She built her reputation on picking tech trends. Now she is having to defend bailing out of Nvidia.

(Bloomberg Opinion) -- Cathie Wood is supposed to be the stock guru that spots the next secular tech trend, capable of transforming your dollars into millions. Recently, she has been caught wrong-footed.

The meteoric rise in Nvidia Corp.’s shares prompted the founder of Ark Investment Management to defend the decision to cut holdings in the chipmaker in January. Wood’s flagship ARK Innovation ETF has missed out on most of Nvidia’s $600 billion rally this year, and therefore underperformed plain-vanilla index funds that track the Nasdaq. 

During an interview on Bloomberg TV, Wood seemed frustrated. Last Thursday, when a trading frenzy added $184 billion in market value to Nvidia’s stock, UiPath Inc., a mid-cap AI play favored by the ARK funds, lost 11%. UiPath’s management talked too much “macro” during its earnings call, lamented Wood.

“We’re just pivoting to another set of plays that most people have not discovered yet,” Wood said. “Much like they did not understand that Nvidia was an AI play, really, until very recently.” Balking at Nvidia’s valuation of 25 times expected sales, she prefers the likes of UiPath, which trades at just over six times.

It’s interesting that Wood is starting to complain about lofty valuations, which she did not shy away from in the past. She famously had a $3,000 price target for Tesla Inc. and was sticking with $1 million Bitcoin forecast earlier this year.

Of course, Wood can continue with her treasure hunt. But as a portfolio manager, she should know that “macro” matters. In fact, during the early days of the pandemic, her ARK funds were a major beneficiary. The Federal Reserve’s aggressive quantitative easing enriched consumers with government stimulus checks and whetted their appetite for the high-flying growth stocks that ARK prefers.
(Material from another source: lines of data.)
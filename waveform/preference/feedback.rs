use chrono::{DateTime, Utc};
use indexmap::IndexMap;
use serde::{Deserialize, Serialize};
use uuid::Uuid;

use crate::{
    error::PreferenceError,
    features::{vectorize, FeatureSet, FeatureVector},
};

/// Reason bucket used by [`FeedbackSummary`] for skips submitted without one.
pub const UNSPECIFIED_SKIP_REASON: &str = "UNSPECIFIED";

/// Binary feedback label.
#[derive(Debug, Clone, Copy, PartialEq, Eq, Hash, Serialize, Deserialize)]
#[serde(try_from = "i64", into = "i64")]
pub enum Label {
    /// Skipped before the end (0).
    Skipped,
    /// Liked or fully played (1).
    Liked,
}

impl Label {
    /// Whether this is the positive class of the classifier.
    #[must_use]
    pub const fn is_liked(self) -> bool {
        matches!(self, Self::Liked)
    }
}

impl TryFrom<i64> for Label {
    type Error = PreferenceError;

    fn try_from(value: i64) -> Result<Self, Self::Error> {
        match value {
            0 => Ok(Self::Skipped),
            1 => Ok(Self::Liked),
            other => Err(PreferenceError::InvalidLabel(other)),
        }
    }
}

impl From<Label> for i64 {
    fn from(label: Label) -> Self {
        match label {
            Label::Skipped => 0,
            Label::Liked => 1,
        }
    }
}

/// One immutable entry of the feedback log.
#[derive(Debug, Clone, PartialEq, Serialize, Deserialize)]
pub struct FeedbackRecord {
    /// Audit identifier.
    pub id: Uuid,
    /// Vectorized track features.
    pub vector: FeatureVector,
    /// Submitted label.
    pub label: Label,
    /// Free-form skip reason (e.g. `NOT_IN_MOOD`). Stored, not modeled.
    pub skip_reason: Option<String>,
    /// Submission time.
    pub recorded_at: DateTime<Utc>,
}

/// Counts over the feedback log.
#[derive(Debug, Clone, Default, PartialEq, Eq, Serialize, Deserialize)]
pub struct FeedbackSummary {
    /// Number of records.
    pub total: usize,
    /// Records labeled liked.
    pub liked: usize,
    /// Records labeled skipped.
    pub skipped: usize,
    /// Skip counts per reason, in first-seen order.
    pub skip_reasons: IndexMap<String, usize>,
}

/// Append-only feedback log plus the raw features of the latest submission.
#[derive(Debug, Clone, Default)]
pub struct FeedbackStore {
    records: Vec<FeedbackRecord>,
    last_track: Option<FeatureSet>,
}

impl FeedbackStore {
    /// Creates an empty store.
    #[must_use]
    pub fn new() -> Self {
        Self::default()
    }

    /// Appends a record and moves the last-track pointer to `features`,
    /// whatever the label or skip reason.
    pub fn record(
        &mut self,
        features: FeatureSet,
        label: Label,
        skip_reason: Option<String>,
    ) -> FeedbackRecord {
        let record = FeedbackRecord {
            id: Uuid::new_v4(),
            vector: vectorize(&features),
            label,
            skip_reason,
            recorded_at: Utc::now(),
        };
        self.records.push(record.clone());
        self.last_track = Some(features);
        record
    }

    /// Number of records.
    #[must_use]
    pub fn len(&self) -> usize {
        self.records.len()
    }

    /// Whether the log is empty.
    #[must_use]
    pub fn is_empty(&self) -> bool {
        self.records.is_empty()
    }

    /// Records in submission order.
    #[must_use]
    pub fn records(&self) -> &[FeedbackRecord] {
        &self.records
    }

    /// Raw features of the most recent submission.
    #[must_use]
    pub const fn last_track(&self) -> Option<&FeatureSet> {
        self.last_track.as_ref()
    }

    /// Copies out the (vector, label) pairs the trainer consumes.
    #[must_use]
    pub fn training_snapshot(&self) -> Vec<(FeatureVector, Label)> {
        self.records
            .iter()
            .map(|record| (record.vector, record.label))
            .collect()
    }

    /// Tallies labels and skip reasons.
    #[must_use]
    pub fn summary(&self) -> FeedbackSummary {
        let mut summary = FeedbackSummary {
            total: self.records.len(),
            ..FeedbackSummary::default()
        };
        for record in &self.records {
            match record.label {
                Label::Liked => summary.liked += 1,
                Label::Skipped => {
                    summary.skipped += 1;
                    let reason = record
                        .skip_reason
                        .as_deref()
                        .unwrap_or(UNSPECIFIED_SKIP_REASON);
                    *summary.skip_reasons.entry(reason.to_owned()).or_insert(0) += 1;
                }
            }
        }
        summary
    }
}
use thiserror::Error;

/// Errors raised at the edges of the engine. Core operations report them
/// through their outcomes instead of failing.
#[derive(Debug, Error, Clone, PartialEq)]
pub enum PreferenceError {
    /// A feedback label was neither 0 (skipped) nor 1 (liked).
    #[error("invalid feedback label {0}: expected 0 (skipped) or 1 (liked)")]
    InvalidLabel(i64),
    /// A configuration value is out of range.
    #[error("invalid configuration: {0}")]
    InvalidConfig(String),
    /// The solver could not fit the feedback log.
    #[error("training failed: {0}")]
    Training(String),
}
Macro is as much at play now, except the tide is receding from the ARK funds’ speculative trades. Investors are warming up to artificial intelligence, but they also want to play it safe.

As a result, they are buying large-cap stocks — a trade that worked for much of the past decade — with an exposure to AI. Nvidia, which has a $40,000 chip designed for generative AI, has become popular. So has Microsoft Corp., OpenAI’s biggest investor and a key partner. UiPath is at most an after-thought.

It’s a sensible move. With even short-term borrowing costs averaging an elevated 8.5%, smaller businesses can’t scale up on AI as effortlessly even if they have the know-how. Large corporations, by comparison, have the financial might to dominate the field. Already, Nvidia’s Chief Executive Officer Jensen Huang this week unveiled a new batch of products and services to capture the AI boom. 

In other words, in this environment, an active asset manager has to make her bullish bets out of a list of large-caps, hoping that one can morph into a trillion-dollar company. The latest tech rally is leaving small-cap stock pickers in the dust.

Frankly, Wood’s defense is unconvincing. She may have discovered Nvidia’s AI potential as early as 2014 and bought at $5 a share, but why didn’t she capitalize all the way? Did she fail to grasp the popularity and disruptive power of ChatGPT, which was launched last November? Of all people, Wood should know that a trading frenzy can send asset prices to euphoric levels. Compared to the run-up in the ARK Innovation ETF — or Bitcoin —  three years ago, what Nvidia experienced is not extraordinary.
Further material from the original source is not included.